Par ailleurs, la Commission prévoit pour les Etats membres une liste d'exigences administratives et de mesures de contrôles: déclaration de détachement comportant l'identité de l'opérateur de transport routier, les coordonnées du gestionnaire de transport, le nombre prévu de conducteurs détachés et leur identité, la durée prévue du détachement, la plaque minéralogique des véhicules utilisés, le type de service de transport (marchandises, personnes, international ou cabotage). Le conducteur est par ailleurs tenu de conserver et de fournir sur support papier ou au format électronique une copie de la déclaration de détachement et la preuve de l'opération de transport ayant lieu dans l'État membre d'accueil (bordereau d'expédition électronique (e-CMR)) ainsi qu'une copie du contrat de travail traduit en anglais ou dans la langue de l'État membre d'accueil et une copie des fiches de paie des deux derniers mois. Les enregistrements du tachygraphe ainsi que les codes des Etats membres dans lesquels ont eu lieu les opérations de transport international et les opérations de cabotage doivent également être à la disposition des contrôleurs.

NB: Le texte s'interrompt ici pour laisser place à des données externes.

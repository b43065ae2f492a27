//! HorizontalPodAutoscaler convergence
//!
//! One pass: gate on the scale policy, build the desired HPA, read the current
//! one, then create, update or leave it alone. There is no retry, lock or
//! backoff here; the caller re-runs the whole pass on error. Concurrent
//! writers are arbitrated by the resourceVersion carried on update.

use std::future::Future;

use async_trait::async_trait;
use k8s_openapi::api::autoscaling::v2::HorizontalPodAutoscaler;
use kube::api::{Api, PostParams};
use kube::Client;
use tokio_util::sync::CancellationToken;
use tracing::{debug, instrument};

#[cfg(test)]
use mockall::automock;

use crate::crd::LeaderWorkerSet;
use crate::hpa::semantic::hpa_specs_equal;
use crate::hpa::{
    build_desired_hpa, controller_of, is_controlled_by, object_key, TypeDescriptor, HPA_KIND,
};
use crate::Error;

/// Storage operations on HorizontalPodAutoscalers
///
/// This trait allows mocking the Kubernetes client in tests while using
/// the real client in production.
#[cfg_attr(test, automock)]
#[async_trait]
pub trait HpaClient: Send + Sync {
    /// Get an HPA by namespace and name, `None` if it does not exist
    async fn get(
        &self,
        namespace: &str,
        name: &str,
    ) -> Result<Option<HorizontalPodAutoscaler>, Error>;

    /// Create an HPA
    ///
    /// An object that already exists surfaces as [`Error::Conflict`].
    async fn create(&self, hpa: &HorizontalPodAutoscaler) -> Result<HorizontalPodAutoscaler, Error>;

    /// Update an HPA
    ///
    /// `hpa.metadata.resource_version` must be the version read by the
    /// preceding get; a stale version surfaces as [`Error::Conflict`].
    async fn update(&self, hpa: &HorizontalPodAutoscaler) -> Result<HorizontalPodAutoscaler, Error>;
}

/// Real Kubernetes client implementation
pub struct HpaClientImpl {
    client: Client,
    field_manager: String,
}

impl HpaClientImpl {
    /// Create a new HpaClientImpl writing as `field_manager`
    pub fn new(client: Client, field_manager: impl Into<String>) -> Self {
        Self {
            client,
            field_manager: field_manager.into(),
        }
    }

    fn post_params(&self) -> PostParams {
        PostParams {
            field_manager: Some(self.field_manager.clone()),
            ..Default::default()
        }
    }
}

/// Namespace and name of an object we are about to write
fn write_key(hpa: &HorizontalPodAutoscaler) -> Result<(&str, &str), Error> {
    let namespace = hpa
        .metadata
        .namespace
        .as_deref()
        .ok_or_else(|| Error::invalid_argument("HorizontalPodAutoscaler has no namespace"))?;
    let name = hpa
        .metadata
        .name
        .as_deref()
        .ok_or_else(|| Error::invalid_argument("HorizontalPodAutoscaler has no name"))?;
    Ok((namespace, name))
}

#[async_trait]
impl HpaClient for HpaClientImpl {
    async fn get(
        &self,
        namespace: &str,
        name: &str,
    ) -> Result<Option<HorizontalPodAutoscaler>, Error> {
        let api: Api<HorizontalPodAutoscaler> = Api::namespaced(self.client.clone(), namespace);
        match api.get(name).await {
            Ok(hpa) => Ok(Some(hpa)),
            Err(kube::Error::Api(ae)) if ae.code == 404 => Ok(None),
            Err(e) => Err(Error::from_read(e, HPA_KIND, namespace, name)),
        }
    }

    async fn create(
        &self,
        hpa: &HorizontalPodAutoscaler,
    ) -> Result<HorizontalPodAutoscaler, Error> {
        let (namespace, name) = write_key(hpa)?;
        let api: Api<HorizontalPodAutoscaler> = Api::namespaced(self.client.clone(), namespace);
        api.create(&self.post_params(), hpa)
            .await
            .map_err(|e| Error::from_write(e, HPA_KIND, namespace, name))
    }

    async fn update(
        &self,
        hpa: &HorizontalPodAutoscaler,
    ) -> Result<HorizontalPodAutoscaler, Error> {
        let (namespace, name) = write_key(hpa)?;
        let api: Api<HorizontalPodAutoscaler> = Api::namespaced(self.client.clone(), namespace);
        api.replace(name, &self.post_params(), hpa)
            .await
            .map_err(|e| Error::from_write(e, HPA_KIND, namespace, name))
    }
}

/// Outcome of one HPA reconciliation pass
#[derive(Clone, Copy, Debug, PartialEq, Eq)]
pub enum HpaAction {
    /// No scale policy with metrics; nothing was read or written
    Skipped,
    /// The HPA did not exist and was created
    Created,
    /// The HPA existed with a different spec and was replaced
    Updated,
    /// The HPA already matched; nothing was written
    Unchanged,
}

impl std::fmt::Display for HpaAction {
    fn fmt(&self, f: &mut std::fmt::Formatter<'_>) -> std::fmt::Result {
        match self {
            Self::Skipped => write!(f, "Skipped"),
            Self::Created => write!(f, "Created"),
            Self::Updated => write!(f, "Updated"),
            Self::Unchanged => write!(f, "Unchanged"),
        }
    }
}

/// Race a storage call against cancellation
async fn cancellable<T>(
    cancel: &CancellationToken,
    operation: &str,
    key: &str,
    call: impl Future<Output = Result<T, Error>>,
) -> Result<T, Error> {
    tokio::select! {
        biased;
        _ = cancel.cancelled() => {
            Err(Error::cancelled(format!("{} {} {}", operation, HPA_KIND, key)))
        }
        result = call => result,
    }
}

/// Converge the HPA derived from `lws` towards its scale policy
///
/// Returns [`HpaAction::Skipped`] without touching storage when the parent has
/// no scale policy or no metrics. An existing HPA at the derived key that is not
/// controlled by `lws` is never modified ([`Error::NotOwned`]).
#[instrument(skip_all, fields(lws = %object_key(&lws.metadata)))]
pub async fn reconcile_hpa(
    lws: &LeaderWorkerSet,
    descriptor: &TypeDescriptor,
    client: &dyn HpaClient,
    cancel: &CancellationToken,
) -> Result<HpaAction, Error> {
    let Some(policy) = lws.spec.requested_scale_policy() else {
        debug!("no scale policy or metrics specified, skipping HPA reconciliation");
        return Ok(HpaAction::Skipped);
    };

    let mut desired = build_desired_hpa(lws, policy, descriptor)?;
    let (namespace, name) = {
        let (ns, n) = write_key(&desired)?;
        (ns.to_string(), n.to_string())
    };
    let key = format!("{}/{}", namespace, name);

    if cancel.is_cancelled() {
        return Err(Error::cancelled(format!("get {} {}", HPA_KIND, key)));
    }

    let current = cancellable(cancel, "get", &key, client.get(&namespace, &name)).await?;

    let Some(current) = current else {
        debug!(namespace = %namespace, name = %name, "creating HPA");
        cancellable(cancel, "create", &key, client.create(&desired)).await?;
        return Ok(HpaAction::Created);
    };

    let owner_uid = controller_of(&desired.metadata)
        .map(|r| r.uid.as_str())
        .unwrap_or_default();
    if !is_controlled_by(&current.metadata, owner_uid) {
        return Err(Error::NotOwned {
            kind: HPA_KIND.to_string(),
            namespace,
            name,
        });
    }

    let unchanged = match (desired.spec.as_ref(), current.spec.as_ref()) {
        (Some(d), Some(c)) => hpa_specs_equal(d, c),
        _ => false,
    };
    if unchanged {
        return Ok(HpaAction::Unchanged);
    }

    debug!(namespace = %namespace, name = %name, "updating HPA");
    desired.metadata.resource_version = current.metadata.resource_version.clone();
    cancellable(cancel, "update", &key, client.update(&desired)).await?;
    Ok(HpaAction::Updated)
}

Le paquet " Europe en mouvement " prévoit parallèlement un renforcement de la lutte contre les sociétés dites boîtes aux lettres. La liste des pièces à avoir dans les locaux de l'entreprise en cas de contrôle, à l'instar des contrats de travail et des contrats commerciaux, est ainsi allongée. L'entreprise devra également disposer d'actifs et d'employés dans l'État où elle est établie. Il souhaite en outre renforcer les exigences pour permettre à une entreprise de transport d'être "honorable" ou de "bonne réputation" et ainsi être autorisée à entrer sur le marché. Les sociétés devront ainsi respecter les règles fiscales du pays, la législation en matière de détachement et les obligations contractuelles.
La coopération entre Etats membres est, par ailleurs, précisée. Les registres nationaux devront comprendre les numéros d'enregistrement des véhicules dont dispose l'entreprise, le nombre d'employés, tous les actifs et passifs ainsi que les capitaux et les chiffres d'affaires des deux derniers exercices. Les demandes d'informations d'un État à un autre doivent être raisonnées. Si la demande est justifiée, l'État qui la reçoit disposera de 25 jours pour effectuer les contrôles nécessaires et y répondre.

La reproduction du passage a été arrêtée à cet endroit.